O lançamento de um site que, por meio do celular, permite, sem burocracia, uma pessoa se declarar doadora de órgãos, tecidos e partes do corpo humano no Brasil é a aposta do Ministério da Saúde para ultrapassar os 12% de aumento dos transplantes registrados em 2023. Atualmente, a espera por uma doação atinge mais de 42 mil brasileiros, sendo 500 deles crianças. Em Minas, a espera até janeiro era de 7 mil pessoas. No país, pelo menos 3 mil pessoas morreram por falta de um órgão doado no ano passado.

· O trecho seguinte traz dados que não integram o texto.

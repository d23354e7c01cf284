use std::path::PathBuf;
use std::sync::Arc;

use axum::extract::multipart::Field;
use common::DocumentField;
use common::storage::{BlobInfo, BlobStore, BoxReader, NewBlob, StorageError};
use sea_orm::ConnectionTrait;
use tokio::io::AsyncWriteExt;
use tracing::{info, warn};
use uuid::Uuid;

use crate::entity::student;
use crate::error::AppError;
use crate::services::student_store::StudentStore;

/// Part names accepted as documents that are not linked to a field.
const UNTAGGED_PART_NAMES: &[&str] = &["file", "files"];

/// Map a multipart part name to the field it fills.
///
/// `Ok(None)` means an untagged document.
pub fn field_for_part(name: &str) -> Result<Option<DocumentField>, AppError> {
    if UNTAGGED_PART_NAMES.contains(&name) {
        return Ok(None);
    }
    Ok(Some(name.parse::<DocumentField>()?))
}

/// A blob written during an upload request.
#[derive(Debug, Clone)]
pub struct StagedDocument {
    pub field: Option<DocumentField>,
    pub original_filename: String,
    pub info: BlobInfo,
}

/// The blobs written by one upload request.
///
/// Blobs are stored as parts arrive; the student record is updated once, in
/// [`commit`](Self::commit). Any failure before the record update succeeds
/// deletes every blob staged so far.
pub struct UploadBatch {
    store: Arc<dyn BlobStore>,
    application_number: String,
    staged: Vec<StagedDocument>,
}

impl UploadBatch {
    pub fn new(store: Arc<dyn BlobStore>, application_number: impl Into<String>) -> Self {
        Self {
            store,
            application_number: application_number.into(),
            staged: Vec::new(),
        }
    }

    pub fn is_empty(&self) -> bool {
        self.staged.is_empty()
    }

    /// Store one document under `{applicationNumber}-{originalFilename}`.
    pub async fn stage(
        &mut self,
        field: Option<DocumentField>,
        original_filename: &str,
        content_type: Option<String>,
        reader: BoxReader,
    ) -> Result<&StagedDocument, StorageError> {
        let blob = NewBlob::for_upload(
            &self.application_number,
            original_filename,
            field,
            content_type,
        );
        let info = self.store.upload_stream(blob, reader).await?;
        info!(
            blob_id = %info.id,
            filename = %info.filename,
            field = field.map(|f| f.as_str()).unwrap_or("-"),
            bytes = info.length,
            "Document stored"
        );

        self.staged.push(StagedDocument {
            field,
            original_filename: original_filename.to_string(),
            info,
        });
        Ok(&self.staged[self.staged.len() - 1])
    }

    /// Link every tagged document to `student` in a single record update.
    ///
    /// When one request carries the same tag twice, the later part is linked.
    pub async fn commit<C: ConnectionTrait>(
        self,
        conn: &C,
        student: &student::Model,
    ) -> Result<Vec<StagedDocument>, AppError> {
        if self.staged.is_empty() {
            return Err(AppError::NoFilesProvided);
        }

        let links: Vec<_> = self
            .staged
            .iter()
            .filter_map(|doc| doc.field.map(|field| (field, doc.info.id)))
            .collect();

        match StudentStore::new(conn).save_documents(student.id, &links).await {
            Ok(Some(_)) => {
                info!(
                    application_number = %self.application_number,
                    linked = links.len(),
                    stored = self.staged.len(),
                    "Documents linked to student record"
                );
                Ok(self.staged)
            }
            Ok(None) => {
                let application_number = self.application_number.clone();
                self.abort().await;
                Err(AppError::RecordNotFound(application_number))
            }
            Err(e) => {
                self.abort().await;
                Err(e.into())
            }
        }
    }

    /// Delete every blob staged by this request.
    pub async fn abort(self) {
        if self.staged.is_empty() {
            return;
        }
        info!(
            application_number = %self.application_number,
            blobs = self.staged.len(),
            "Removing documents from failed upload"
        );
        for doc in &self.staged {
            if let Err(e) = self.store.delete(&doc.info.id).await {
                warn!(blob_id = %doc.info.id, error = %e, "Failed to remove staged blob");
            }
        }
    }
}

/// Content type for an uploaded part: the client's declaration, or a guess
/// from the filename when the client sent none or a generic one.
pub fn upload_content_type(declared: Option<&str>, filename: &str) -> Option<String> {
    match declared {
        Some(ct) if !ct.is_empty() && ct != "application/octet-stream" => Some(ct.to_string()),
        _ => mime_guess::from_path(filename)
            .first()
            .map(|m| m.essence_str().to_string())
            .or_else(|| declared.map(str::to_string)),
    }
}

/// A multipart field spooled to a temp file, removed on drop.
pub struct SpooledField {
    path: PathBuf,
}

impl SpooledField {
    /// Open the spooled content for reading.
    pub async fn reader(&self) -> Result<BoxReader, AppError> {
        let file = tokio::fs::File::open(&self.path)
            .await
            .map_err(|e| AppError::Internal(format!("Failed to reopen temp file: {e}")))?;
        Ok(Box::new(file))
    }
}

impl Drop for SpooledField {
    fn drop(&mut self) {
        // Best effort.
        let _ = std::fs::remove_file(&self.path);
    }
}

/// Copy a multipart field to a temp file, enforcing `max_size`.
///
/// The field borrows the request body, so it cannot be handed to the blob
/// store directly as an owned reader.
pub async fn spool_field(mut field: Field<'_>, max_size: u64) -> Result<SpooledField, AppError> {
    let spooled = SpooledField {
        path: std::env::temp_dir().join(format!("admissions-upload-{}", Uuid::new_v4())),
    };

    let mut temp_file = tokio::fs::File::create(&spooled.path)
        .await
        .map_err(|e| AppError::Internal(format!("Failed to create temp file: {e}")))?;

    let mut total_size: u64 = 0;
    while let Some(chunk) = field
        .chunk()
        .await
        .map_err(|e| AppError::Validation(format!("Upload read error: {e}")))?
    {
        total_size += chunk.len() as u64;
        if total_size > max_size {
            return Err(AppError::PayloadTooLarge { limit: max_size });
        }
        temp_file
            .write_all(&chunk)
            .await
            .map_err(|e| AppError::Internal(format!("Temp file write failed: {e}")))?;
    }

    temp_file
        .flush()
        .await
        .map_err(|e| AppError::Internal(format!("Temp file flush failed: {e}")))?;

    Ok(spooled)
}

Nesta terça-feira (2), o Conselho Nacional de Justiça (CNJ) e o Colégio Notarial do Brasil, entidade que representa mais de 8,3 mil cartórios de notas do país, lançaram a campanha “Um Só Coração: seja vida na vida de alguém”, em Brasília, para estimular a doação de órgãos e tecidos no país. A Autorização Eletrônica de Doação de Órgãos (Aedo) pode ser feita pelo computador ou por qualquer outro dispositivo com acesso à internet.
De acordo com a ministra da Saúde, Nísia Trindade, que esteve no CNJ para o lançamento, o banco de dados de pretensos doadores, estimulado pela facilidade da manifestação pública, “vai favorecer bastante o processo”, já que o ministério conta com um Sistema Nacional de Transplantes “bem organizado”.
“Essa iniciativa vai ajudar muito a levar para a pessoa que muitas vezes pensa em ser doador ou doadora, mas acaba não tomando a iniciativa de registrar a própria vontade. No ano passado conseguimos aumentar em 12% o número de transplantes no Brasil, mas que com esse novo instrumento certamente vamos dar passos maiores nesse sentido”
Dados do Ministério da Saúde apontam que a taxa de autorização familiar em 2023 foi de 57,6 %, ou seja, de cada dez famílias, só seis confirmaram o desejo do doador, enquanto quatro recusaram a manifestação.
Pela legislação brasileira, quem autoriza a doação em caso de morte encefálica é a família do cidadão, que precisava estar ciente da intenção da pessoa em doar seus órgãos e/ou tecidos – e isso não vai mudar. Com a autorização eletrônica, no entanto, esta manifestação de vontade fica registrada dentro de uma base de dados acessada pelos profissionais da Saúde, que terão em mãos a comprovação do desejo do falecido para apresentar a família no momento do óbito.